Saved entries
════════════════
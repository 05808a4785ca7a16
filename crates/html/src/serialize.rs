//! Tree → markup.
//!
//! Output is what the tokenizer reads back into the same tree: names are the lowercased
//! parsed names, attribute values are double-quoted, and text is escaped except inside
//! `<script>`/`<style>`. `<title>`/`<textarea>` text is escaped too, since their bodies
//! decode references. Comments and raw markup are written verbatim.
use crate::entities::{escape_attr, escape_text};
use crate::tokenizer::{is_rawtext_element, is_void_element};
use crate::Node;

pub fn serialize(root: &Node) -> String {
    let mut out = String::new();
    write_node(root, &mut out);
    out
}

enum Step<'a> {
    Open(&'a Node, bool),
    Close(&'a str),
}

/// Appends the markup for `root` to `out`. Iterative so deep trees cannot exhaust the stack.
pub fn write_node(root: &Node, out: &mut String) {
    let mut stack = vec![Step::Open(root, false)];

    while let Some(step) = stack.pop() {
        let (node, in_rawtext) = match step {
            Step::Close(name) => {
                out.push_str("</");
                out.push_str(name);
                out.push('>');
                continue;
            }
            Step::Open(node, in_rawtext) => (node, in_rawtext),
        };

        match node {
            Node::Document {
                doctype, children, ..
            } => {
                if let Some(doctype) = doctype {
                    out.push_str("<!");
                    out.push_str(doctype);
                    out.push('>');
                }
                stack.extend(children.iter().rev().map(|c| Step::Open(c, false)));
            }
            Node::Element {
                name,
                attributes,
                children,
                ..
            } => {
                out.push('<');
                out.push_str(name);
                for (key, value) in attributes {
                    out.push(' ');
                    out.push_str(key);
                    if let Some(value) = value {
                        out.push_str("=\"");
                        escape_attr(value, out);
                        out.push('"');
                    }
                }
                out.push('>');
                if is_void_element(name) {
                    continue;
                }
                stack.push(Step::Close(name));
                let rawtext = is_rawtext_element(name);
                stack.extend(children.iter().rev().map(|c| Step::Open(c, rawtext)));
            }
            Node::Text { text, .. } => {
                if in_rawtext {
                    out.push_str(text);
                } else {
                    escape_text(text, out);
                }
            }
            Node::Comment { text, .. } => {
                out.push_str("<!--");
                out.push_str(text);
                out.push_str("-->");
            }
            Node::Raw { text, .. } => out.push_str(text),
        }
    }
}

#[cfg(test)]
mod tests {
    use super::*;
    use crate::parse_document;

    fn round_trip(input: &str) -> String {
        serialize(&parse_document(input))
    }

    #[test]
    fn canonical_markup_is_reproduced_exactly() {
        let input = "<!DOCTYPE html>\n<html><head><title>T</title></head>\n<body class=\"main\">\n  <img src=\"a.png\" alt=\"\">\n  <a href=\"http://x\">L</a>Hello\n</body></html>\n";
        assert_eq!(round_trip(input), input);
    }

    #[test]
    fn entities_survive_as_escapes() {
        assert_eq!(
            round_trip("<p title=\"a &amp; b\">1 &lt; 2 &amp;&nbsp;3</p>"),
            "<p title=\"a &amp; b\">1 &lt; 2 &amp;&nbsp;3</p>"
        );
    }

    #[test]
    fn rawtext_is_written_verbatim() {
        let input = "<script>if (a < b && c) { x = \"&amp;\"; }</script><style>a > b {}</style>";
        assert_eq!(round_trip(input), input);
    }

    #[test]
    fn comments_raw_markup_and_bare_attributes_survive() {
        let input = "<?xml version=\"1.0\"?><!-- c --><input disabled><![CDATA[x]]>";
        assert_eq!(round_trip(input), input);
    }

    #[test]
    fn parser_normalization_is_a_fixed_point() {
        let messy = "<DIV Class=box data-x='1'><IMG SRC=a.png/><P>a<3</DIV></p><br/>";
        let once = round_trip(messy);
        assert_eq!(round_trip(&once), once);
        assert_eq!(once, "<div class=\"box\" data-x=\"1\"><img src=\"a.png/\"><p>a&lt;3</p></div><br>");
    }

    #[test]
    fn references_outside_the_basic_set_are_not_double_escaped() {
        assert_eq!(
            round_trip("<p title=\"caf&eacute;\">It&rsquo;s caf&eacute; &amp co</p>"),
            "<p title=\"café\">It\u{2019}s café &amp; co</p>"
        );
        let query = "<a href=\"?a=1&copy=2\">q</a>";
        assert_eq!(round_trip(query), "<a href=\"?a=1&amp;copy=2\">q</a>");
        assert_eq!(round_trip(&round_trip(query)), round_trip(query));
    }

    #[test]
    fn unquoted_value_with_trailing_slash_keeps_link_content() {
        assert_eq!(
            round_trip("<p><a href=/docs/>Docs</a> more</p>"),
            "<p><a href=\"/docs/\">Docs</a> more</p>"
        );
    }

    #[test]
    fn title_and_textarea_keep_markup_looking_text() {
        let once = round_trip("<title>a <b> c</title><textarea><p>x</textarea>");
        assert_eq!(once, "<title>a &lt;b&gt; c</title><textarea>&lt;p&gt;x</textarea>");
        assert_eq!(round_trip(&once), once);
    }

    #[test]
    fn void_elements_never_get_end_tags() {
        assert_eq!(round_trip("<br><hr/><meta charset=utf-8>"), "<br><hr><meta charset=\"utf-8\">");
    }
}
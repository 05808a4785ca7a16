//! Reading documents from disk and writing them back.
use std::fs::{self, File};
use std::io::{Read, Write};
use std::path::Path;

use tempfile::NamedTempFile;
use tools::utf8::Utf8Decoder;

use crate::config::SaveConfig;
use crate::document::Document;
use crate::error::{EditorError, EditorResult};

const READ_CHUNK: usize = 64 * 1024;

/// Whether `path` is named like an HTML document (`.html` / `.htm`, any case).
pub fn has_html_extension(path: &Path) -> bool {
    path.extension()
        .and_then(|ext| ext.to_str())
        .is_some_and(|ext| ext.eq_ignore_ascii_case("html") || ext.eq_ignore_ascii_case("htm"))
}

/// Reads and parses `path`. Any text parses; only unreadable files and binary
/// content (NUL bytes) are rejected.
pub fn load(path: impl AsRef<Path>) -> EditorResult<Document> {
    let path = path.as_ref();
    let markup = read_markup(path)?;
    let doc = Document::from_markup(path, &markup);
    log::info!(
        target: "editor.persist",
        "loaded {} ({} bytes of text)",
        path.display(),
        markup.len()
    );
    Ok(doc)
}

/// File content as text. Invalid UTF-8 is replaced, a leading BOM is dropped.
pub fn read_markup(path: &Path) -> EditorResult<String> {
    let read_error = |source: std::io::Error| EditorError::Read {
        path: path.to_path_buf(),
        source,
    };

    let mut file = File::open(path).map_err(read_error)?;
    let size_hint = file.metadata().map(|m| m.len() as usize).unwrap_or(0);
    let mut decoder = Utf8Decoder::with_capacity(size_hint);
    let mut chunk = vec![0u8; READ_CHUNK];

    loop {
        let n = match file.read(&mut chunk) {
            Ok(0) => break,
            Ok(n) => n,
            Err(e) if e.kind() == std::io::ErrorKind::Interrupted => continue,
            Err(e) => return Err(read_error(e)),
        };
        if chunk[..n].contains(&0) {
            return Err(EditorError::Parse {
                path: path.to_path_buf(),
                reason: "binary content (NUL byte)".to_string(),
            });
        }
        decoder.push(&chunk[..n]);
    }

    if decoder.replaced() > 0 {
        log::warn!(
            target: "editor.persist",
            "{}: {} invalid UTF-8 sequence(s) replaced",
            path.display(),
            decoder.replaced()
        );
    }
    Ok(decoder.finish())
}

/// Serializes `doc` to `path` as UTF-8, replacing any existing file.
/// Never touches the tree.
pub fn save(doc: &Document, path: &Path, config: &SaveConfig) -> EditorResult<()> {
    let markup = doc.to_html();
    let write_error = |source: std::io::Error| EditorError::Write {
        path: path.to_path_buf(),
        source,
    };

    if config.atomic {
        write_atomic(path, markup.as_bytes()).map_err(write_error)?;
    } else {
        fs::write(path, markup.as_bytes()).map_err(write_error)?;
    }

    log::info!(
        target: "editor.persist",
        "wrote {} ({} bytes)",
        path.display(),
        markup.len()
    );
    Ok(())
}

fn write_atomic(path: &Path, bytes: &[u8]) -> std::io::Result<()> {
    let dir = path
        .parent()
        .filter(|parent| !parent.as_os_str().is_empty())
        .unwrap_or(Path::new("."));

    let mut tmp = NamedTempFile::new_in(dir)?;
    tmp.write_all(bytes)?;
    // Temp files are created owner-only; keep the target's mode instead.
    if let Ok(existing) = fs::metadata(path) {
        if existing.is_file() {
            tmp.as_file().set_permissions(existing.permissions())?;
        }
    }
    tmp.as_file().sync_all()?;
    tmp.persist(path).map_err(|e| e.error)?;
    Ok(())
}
════════════════
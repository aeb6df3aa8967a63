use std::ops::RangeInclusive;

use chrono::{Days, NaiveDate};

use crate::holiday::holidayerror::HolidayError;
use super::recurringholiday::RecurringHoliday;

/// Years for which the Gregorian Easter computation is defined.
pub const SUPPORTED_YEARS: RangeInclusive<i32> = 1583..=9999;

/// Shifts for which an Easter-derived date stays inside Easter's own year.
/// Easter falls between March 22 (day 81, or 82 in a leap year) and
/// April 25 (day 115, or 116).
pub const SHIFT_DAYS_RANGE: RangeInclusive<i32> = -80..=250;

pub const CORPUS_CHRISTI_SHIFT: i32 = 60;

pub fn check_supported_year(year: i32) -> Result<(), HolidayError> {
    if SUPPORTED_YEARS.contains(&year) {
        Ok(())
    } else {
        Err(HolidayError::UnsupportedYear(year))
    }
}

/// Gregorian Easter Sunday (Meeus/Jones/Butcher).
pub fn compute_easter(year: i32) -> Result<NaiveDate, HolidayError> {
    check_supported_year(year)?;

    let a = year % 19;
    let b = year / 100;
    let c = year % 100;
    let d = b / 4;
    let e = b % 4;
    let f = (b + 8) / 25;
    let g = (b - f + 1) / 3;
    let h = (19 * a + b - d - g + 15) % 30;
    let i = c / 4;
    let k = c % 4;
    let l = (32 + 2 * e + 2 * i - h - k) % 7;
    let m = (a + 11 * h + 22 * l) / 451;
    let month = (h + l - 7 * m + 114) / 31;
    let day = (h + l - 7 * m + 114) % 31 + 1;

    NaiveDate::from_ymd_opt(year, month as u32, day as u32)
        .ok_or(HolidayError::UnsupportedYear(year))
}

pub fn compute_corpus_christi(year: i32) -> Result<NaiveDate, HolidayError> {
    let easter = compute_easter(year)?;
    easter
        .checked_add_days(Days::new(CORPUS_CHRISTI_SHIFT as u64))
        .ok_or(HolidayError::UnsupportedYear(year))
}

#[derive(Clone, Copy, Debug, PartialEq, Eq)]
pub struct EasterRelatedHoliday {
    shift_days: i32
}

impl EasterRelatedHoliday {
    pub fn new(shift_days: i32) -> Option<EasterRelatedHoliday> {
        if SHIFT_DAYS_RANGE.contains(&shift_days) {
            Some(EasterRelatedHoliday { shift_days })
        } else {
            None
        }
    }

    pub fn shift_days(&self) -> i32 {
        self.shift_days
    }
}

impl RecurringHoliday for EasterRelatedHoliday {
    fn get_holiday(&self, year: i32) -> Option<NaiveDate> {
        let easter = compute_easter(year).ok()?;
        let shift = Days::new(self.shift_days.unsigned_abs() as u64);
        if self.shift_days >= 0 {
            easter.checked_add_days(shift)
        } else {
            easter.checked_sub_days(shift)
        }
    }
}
════════════════
Work required: Wherever the word "Gregorian" appears in the entries above, copy that line.

Exercise result:
/// Years for which the Gregorian Easter computation is defined.
/// Gregorian Easter Sunday (Meeus/Jones/Butcher).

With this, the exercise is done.